Collected data:
*** Begin section ***
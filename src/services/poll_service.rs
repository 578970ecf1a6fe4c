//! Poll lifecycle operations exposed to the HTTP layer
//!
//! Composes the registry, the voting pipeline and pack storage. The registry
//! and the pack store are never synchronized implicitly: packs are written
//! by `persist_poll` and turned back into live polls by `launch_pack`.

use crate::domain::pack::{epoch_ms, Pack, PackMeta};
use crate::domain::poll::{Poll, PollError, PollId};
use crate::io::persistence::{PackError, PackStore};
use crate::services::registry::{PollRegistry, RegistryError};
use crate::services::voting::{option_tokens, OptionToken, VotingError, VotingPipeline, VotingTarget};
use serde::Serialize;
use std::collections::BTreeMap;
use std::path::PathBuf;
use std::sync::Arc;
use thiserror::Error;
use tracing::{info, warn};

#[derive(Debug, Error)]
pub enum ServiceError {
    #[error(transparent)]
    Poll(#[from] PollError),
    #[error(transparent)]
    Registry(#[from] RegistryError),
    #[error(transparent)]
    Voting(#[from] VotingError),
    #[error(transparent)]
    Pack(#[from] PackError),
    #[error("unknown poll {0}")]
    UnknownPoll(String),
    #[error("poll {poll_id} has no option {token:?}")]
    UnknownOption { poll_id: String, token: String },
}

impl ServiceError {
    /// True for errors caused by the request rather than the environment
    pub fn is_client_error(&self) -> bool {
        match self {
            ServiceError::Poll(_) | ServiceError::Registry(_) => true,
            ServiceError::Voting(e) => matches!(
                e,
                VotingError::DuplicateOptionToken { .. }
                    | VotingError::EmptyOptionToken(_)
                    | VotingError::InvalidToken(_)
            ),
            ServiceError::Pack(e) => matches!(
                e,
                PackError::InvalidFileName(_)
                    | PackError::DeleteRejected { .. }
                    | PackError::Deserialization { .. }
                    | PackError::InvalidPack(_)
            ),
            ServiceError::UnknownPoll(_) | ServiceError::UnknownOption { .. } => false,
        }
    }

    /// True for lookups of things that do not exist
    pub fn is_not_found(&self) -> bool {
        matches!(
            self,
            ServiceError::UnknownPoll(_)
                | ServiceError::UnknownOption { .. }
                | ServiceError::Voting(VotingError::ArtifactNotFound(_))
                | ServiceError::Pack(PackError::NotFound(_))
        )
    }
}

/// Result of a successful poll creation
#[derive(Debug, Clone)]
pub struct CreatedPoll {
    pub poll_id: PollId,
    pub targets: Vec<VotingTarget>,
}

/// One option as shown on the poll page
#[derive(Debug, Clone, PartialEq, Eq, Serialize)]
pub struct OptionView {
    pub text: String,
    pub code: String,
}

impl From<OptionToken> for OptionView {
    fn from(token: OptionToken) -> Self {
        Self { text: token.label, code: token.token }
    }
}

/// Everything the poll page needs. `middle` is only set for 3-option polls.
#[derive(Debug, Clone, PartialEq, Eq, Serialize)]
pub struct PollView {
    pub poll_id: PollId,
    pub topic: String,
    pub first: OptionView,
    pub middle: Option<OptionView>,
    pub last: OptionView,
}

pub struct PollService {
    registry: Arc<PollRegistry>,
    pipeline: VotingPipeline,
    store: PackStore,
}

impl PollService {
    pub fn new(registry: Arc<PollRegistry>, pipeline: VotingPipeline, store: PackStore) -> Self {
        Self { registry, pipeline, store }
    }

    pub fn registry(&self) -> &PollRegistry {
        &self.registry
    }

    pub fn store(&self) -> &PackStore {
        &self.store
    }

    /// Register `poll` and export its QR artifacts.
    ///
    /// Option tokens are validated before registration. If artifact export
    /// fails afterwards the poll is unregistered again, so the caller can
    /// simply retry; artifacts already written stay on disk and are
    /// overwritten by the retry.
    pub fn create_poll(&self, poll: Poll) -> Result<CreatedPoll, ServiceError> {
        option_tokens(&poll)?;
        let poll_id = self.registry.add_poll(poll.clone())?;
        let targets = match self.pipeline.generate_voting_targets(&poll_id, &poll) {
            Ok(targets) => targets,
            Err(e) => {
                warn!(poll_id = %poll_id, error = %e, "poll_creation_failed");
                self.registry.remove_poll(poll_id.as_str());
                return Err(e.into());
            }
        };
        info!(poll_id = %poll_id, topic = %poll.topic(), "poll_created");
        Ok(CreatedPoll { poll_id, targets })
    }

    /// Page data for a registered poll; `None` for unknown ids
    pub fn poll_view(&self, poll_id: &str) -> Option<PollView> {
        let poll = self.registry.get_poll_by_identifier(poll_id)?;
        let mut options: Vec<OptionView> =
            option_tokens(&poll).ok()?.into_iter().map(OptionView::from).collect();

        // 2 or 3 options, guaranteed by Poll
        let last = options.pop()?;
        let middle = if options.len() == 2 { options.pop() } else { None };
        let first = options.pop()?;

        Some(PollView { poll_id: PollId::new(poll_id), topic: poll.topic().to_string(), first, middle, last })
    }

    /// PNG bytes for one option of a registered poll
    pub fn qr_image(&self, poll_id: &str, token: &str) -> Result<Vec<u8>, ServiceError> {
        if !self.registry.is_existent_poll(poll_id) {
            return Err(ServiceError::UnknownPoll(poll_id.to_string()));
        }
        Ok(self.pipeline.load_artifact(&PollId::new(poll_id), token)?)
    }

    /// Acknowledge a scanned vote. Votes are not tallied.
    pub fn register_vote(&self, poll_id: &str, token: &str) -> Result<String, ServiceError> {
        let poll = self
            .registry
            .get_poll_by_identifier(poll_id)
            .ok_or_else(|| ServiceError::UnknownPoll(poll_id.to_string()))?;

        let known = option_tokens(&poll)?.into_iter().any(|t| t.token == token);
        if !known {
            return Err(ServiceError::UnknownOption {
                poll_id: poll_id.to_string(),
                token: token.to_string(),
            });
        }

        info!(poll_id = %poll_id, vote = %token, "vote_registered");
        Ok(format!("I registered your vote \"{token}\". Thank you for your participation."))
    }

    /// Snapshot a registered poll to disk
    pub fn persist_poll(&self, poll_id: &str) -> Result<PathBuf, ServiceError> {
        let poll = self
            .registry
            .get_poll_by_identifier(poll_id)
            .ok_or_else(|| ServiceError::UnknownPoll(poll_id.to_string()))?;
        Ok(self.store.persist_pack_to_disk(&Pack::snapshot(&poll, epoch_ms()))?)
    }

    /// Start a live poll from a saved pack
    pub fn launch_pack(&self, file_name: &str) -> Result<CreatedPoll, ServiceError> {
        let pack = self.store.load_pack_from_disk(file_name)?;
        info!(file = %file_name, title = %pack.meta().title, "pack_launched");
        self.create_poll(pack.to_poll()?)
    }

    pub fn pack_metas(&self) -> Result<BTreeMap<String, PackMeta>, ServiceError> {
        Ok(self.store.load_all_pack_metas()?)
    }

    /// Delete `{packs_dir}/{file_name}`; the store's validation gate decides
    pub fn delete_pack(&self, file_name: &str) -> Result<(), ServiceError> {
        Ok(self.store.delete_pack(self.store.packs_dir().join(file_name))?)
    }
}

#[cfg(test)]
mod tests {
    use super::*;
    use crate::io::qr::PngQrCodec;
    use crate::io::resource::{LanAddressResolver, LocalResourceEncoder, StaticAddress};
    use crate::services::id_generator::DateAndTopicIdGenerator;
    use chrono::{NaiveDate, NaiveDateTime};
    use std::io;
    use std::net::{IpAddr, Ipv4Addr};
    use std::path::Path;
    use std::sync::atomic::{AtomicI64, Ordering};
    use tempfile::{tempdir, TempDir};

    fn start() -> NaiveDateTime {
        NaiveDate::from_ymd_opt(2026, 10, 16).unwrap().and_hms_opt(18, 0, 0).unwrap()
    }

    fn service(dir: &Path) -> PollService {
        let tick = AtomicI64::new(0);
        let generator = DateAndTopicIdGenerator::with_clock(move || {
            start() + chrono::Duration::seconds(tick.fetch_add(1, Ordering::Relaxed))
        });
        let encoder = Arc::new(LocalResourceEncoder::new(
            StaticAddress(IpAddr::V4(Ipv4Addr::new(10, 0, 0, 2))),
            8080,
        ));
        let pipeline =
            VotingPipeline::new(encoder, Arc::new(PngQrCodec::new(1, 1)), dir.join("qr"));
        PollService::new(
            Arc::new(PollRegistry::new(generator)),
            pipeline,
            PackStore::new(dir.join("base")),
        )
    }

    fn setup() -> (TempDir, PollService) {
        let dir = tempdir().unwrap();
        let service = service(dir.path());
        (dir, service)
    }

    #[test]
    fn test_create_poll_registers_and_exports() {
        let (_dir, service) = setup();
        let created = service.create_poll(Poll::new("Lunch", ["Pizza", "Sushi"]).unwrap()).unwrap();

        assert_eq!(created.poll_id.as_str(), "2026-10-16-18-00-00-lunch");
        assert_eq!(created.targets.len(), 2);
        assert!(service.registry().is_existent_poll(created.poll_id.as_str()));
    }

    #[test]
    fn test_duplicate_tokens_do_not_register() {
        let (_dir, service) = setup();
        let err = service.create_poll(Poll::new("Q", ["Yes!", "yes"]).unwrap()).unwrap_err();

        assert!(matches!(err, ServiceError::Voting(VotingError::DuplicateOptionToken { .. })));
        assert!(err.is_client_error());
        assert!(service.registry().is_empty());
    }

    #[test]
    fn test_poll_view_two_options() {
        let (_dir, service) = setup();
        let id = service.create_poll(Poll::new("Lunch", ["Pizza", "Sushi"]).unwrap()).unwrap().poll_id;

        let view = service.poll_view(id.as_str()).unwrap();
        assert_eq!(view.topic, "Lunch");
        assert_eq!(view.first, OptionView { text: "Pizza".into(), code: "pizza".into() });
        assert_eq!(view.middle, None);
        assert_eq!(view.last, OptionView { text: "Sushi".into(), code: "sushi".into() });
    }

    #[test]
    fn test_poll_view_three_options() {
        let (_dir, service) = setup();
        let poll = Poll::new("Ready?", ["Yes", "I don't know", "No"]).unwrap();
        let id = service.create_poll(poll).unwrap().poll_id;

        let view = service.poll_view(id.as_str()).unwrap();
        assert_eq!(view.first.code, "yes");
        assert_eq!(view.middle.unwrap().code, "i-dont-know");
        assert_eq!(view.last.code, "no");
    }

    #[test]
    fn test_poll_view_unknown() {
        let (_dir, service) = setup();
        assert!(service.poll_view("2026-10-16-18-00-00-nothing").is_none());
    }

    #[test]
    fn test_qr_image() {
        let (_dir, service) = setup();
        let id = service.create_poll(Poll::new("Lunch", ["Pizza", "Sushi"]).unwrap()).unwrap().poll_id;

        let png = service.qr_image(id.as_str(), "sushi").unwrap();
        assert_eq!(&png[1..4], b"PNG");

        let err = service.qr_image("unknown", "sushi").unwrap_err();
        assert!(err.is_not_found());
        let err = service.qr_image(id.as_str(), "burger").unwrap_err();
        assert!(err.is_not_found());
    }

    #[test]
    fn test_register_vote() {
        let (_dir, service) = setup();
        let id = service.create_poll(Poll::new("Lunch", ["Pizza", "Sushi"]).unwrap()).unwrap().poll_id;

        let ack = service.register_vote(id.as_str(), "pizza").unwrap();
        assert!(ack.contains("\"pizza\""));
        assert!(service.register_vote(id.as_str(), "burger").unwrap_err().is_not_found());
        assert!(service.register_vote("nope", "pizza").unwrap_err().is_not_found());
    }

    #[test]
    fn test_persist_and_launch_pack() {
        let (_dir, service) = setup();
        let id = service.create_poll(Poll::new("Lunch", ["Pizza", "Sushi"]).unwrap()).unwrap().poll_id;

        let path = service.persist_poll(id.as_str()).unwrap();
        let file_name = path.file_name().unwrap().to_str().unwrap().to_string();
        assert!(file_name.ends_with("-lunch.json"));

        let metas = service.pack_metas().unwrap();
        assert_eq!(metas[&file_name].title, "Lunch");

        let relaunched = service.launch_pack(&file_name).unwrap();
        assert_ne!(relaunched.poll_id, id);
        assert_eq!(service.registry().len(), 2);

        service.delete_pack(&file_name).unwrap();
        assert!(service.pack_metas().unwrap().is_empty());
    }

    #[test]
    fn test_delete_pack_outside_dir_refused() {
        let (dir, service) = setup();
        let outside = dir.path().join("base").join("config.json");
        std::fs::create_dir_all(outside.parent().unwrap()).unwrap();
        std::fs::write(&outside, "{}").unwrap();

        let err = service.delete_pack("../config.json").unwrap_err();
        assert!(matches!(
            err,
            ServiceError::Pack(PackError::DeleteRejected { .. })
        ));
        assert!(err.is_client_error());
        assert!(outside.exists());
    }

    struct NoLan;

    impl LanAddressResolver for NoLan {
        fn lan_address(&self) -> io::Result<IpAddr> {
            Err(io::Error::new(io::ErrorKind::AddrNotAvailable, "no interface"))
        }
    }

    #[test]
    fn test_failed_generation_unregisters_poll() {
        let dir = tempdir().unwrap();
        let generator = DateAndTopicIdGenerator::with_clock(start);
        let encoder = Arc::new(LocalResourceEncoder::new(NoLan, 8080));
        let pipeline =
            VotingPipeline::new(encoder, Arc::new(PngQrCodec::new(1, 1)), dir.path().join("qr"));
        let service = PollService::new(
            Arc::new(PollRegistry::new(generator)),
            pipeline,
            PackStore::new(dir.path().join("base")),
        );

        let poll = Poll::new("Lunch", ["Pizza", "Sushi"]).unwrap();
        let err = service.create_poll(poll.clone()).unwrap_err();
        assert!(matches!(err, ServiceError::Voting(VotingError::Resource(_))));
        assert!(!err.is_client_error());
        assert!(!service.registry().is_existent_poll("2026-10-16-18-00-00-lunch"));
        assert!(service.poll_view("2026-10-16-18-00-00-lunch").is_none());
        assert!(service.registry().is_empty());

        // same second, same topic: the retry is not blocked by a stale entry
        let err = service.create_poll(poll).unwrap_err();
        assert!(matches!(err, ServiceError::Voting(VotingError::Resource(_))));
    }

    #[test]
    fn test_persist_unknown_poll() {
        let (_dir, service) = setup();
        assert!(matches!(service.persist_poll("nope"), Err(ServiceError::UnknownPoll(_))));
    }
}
*** End section ***
*** Begin section ***
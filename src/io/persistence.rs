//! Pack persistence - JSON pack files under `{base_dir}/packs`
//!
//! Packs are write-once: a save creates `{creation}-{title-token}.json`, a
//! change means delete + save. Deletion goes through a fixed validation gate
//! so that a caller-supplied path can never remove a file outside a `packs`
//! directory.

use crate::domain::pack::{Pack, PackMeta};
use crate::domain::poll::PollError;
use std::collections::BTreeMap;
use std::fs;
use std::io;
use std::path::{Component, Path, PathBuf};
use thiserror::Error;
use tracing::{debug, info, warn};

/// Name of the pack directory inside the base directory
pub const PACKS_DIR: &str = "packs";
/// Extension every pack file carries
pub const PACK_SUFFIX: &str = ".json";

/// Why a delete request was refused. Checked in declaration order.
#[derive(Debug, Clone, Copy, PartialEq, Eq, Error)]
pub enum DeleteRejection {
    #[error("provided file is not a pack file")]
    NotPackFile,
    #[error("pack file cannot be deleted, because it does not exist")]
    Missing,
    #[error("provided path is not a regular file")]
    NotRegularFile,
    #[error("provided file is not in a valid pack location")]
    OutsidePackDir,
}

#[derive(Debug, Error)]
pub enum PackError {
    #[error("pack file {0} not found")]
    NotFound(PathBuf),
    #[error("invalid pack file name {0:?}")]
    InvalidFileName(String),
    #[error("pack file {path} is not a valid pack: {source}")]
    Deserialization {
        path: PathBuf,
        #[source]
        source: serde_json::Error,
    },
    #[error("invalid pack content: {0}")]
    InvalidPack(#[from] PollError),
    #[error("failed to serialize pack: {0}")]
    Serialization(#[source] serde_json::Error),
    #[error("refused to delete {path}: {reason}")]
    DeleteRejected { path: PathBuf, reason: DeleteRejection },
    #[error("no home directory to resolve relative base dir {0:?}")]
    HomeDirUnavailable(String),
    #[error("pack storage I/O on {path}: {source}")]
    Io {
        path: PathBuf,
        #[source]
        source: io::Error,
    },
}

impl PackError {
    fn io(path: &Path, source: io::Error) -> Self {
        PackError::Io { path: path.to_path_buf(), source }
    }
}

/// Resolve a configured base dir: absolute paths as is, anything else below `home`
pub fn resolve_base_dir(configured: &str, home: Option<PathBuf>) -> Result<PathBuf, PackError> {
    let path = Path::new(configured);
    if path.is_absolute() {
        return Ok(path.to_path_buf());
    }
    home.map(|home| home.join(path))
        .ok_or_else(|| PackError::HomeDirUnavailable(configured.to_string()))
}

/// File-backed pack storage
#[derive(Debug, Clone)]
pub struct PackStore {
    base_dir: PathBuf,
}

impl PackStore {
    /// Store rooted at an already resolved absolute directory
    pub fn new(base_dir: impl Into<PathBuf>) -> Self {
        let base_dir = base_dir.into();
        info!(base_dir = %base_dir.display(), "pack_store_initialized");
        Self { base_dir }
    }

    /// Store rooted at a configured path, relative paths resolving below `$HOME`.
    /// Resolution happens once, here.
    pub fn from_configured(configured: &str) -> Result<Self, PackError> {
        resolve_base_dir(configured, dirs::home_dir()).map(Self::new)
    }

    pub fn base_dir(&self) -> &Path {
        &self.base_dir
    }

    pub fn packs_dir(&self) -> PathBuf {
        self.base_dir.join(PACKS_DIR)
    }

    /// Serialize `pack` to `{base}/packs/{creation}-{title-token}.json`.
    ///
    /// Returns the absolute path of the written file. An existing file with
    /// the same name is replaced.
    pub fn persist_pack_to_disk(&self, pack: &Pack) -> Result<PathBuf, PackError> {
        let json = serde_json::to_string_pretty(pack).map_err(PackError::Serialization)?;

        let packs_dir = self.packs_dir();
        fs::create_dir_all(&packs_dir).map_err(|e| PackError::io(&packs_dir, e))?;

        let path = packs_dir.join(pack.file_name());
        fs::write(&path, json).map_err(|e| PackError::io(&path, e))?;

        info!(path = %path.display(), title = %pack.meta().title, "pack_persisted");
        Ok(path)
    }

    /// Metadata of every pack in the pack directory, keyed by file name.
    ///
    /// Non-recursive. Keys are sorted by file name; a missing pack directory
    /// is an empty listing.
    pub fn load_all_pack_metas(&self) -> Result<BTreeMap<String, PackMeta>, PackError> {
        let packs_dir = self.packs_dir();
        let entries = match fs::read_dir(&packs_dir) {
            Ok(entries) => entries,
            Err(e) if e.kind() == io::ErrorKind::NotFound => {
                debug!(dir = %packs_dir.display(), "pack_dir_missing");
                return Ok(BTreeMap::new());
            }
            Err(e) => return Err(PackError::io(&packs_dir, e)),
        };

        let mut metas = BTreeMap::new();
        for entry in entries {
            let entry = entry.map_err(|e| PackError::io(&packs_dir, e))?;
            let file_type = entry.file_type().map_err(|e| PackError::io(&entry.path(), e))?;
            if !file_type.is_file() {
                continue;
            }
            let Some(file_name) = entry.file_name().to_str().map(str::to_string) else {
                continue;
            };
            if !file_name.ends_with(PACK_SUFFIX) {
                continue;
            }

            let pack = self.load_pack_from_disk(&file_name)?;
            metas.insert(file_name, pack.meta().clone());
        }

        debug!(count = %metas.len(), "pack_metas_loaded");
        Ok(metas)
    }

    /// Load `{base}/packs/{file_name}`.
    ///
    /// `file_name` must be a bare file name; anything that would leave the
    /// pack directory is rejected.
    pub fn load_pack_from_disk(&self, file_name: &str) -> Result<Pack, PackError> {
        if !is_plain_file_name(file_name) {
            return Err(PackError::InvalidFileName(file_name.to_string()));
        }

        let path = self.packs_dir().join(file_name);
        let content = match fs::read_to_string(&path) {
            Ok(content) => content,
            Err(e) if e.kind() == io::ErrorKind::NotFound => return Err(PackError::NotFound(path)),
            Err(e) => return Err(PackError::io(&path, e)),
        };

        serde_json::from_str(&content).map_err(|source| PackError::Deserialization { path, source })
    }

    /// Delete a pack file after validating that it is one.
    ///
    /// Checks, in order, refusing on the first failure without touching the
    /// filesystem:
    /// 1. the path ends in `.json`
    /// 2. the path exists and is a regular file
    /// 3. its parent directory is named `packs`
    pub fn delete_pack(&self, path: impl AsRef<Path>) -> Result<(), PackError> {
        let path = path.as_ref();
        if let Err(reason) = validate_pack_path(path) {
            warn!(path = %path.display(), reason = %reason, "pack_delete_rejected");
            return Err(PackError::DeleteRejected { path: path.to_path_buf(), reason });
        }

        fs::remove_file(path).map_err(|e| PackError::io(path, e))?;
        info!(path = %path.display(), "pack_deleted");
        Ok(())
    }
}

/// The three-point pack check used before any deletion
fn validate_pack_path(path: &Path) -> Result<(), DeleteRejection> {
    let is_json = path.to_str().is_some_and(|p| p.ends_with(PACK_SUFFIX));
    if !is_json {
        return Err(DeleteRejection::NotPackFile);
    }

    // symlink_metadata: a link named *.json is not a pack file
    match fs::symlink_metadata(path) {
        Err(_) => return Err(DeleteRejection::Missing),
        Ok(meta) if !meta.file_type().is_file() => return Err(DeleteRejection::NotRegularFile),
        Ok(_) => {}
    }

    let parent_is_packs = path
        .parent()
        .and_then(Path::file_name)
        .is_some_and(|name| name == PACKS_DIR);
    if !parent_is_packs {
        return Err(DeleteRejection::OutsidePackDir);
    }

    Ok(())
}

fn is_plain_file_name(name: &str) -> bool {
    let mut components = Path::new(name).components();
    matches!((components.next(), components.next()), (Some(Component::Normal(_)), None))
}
*** End section ***
*** Begin section ***
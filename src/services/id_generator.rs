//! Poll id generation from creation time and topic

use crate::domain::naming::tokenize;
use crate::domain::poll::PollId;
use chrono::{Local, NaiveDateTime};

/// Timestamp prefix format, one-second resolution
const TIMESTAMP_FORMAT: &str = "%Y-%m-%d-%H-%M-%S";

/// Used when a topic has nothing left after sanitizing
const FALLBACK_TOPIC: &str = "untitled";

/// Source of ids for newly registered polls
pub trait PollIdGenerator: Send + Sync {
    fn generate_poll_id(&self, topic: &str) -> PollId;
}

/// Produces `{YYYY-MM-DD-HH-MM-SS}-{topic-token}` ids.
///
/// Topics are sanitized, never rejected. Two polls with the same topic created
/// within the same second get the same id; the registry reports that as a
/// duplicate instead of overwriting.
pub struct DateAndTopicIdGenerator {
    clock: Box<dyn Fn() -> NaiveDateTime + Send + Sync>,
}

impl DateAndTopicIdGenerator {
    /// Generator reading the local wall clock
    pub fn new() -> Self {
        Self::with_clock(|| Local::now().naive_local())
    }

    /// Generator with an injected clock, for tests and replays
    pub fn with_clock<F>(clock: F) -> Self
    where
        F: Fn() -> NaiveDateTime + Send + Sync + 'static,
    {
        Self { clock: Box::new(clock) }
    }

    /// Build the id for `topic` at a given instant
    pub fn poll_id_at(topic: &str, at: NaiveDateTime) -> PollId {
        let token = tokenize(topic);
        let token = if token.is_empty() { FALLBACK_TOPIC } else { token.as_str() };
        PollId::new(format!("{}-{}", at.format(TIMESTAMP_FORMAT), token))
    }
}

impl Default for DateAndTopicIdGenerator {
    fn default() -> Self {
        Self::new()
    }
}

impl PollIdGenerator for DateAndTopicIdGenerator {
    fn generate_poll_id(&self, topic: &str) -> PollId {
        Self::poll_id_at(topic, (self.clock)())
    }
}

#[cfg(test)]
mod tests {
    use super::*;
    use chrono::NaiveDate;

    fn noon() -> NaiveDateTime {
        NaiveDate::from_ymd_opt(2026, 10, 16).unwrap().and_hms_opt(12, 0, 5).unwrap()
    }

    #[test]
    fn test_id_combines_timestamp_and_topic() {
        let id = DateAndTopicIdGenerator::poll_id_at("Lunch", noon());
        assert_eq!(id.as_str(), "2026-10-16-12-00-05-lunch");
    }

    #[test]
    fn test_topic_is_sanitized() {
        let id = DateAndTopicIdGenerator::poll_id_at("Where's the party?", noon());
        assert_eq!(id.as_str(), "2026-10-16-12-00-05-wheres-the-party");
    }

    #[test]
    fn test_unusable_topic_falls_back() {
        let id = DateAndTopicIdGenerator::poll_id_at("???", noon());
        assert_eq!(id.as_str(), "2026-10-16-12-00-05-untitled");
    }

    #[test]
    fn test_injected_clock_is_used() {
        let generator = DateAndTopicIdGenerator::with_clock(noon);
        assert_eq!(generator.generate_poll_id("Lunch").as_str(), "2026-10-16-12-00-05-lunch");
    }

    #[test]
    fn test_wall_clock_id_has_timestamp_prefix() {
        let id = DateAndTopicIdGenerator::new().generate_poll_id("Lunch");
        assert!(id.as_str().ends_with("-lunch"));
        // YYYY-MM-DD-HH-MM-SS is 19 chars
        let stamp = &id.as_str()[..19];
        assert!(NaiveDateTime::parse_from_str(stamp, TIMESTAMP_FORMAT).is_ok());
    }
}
*** End section ***
- _WORK REQUEST_: Which lines above include the string "NoLan"? Show them.

- _ANSWER BELOW_:
    struct NoLan;
    impl LanAddressResolver for NoLan {
        let encoder = Arc::new(LocalResourceEncoder::new(NoLan, 8080));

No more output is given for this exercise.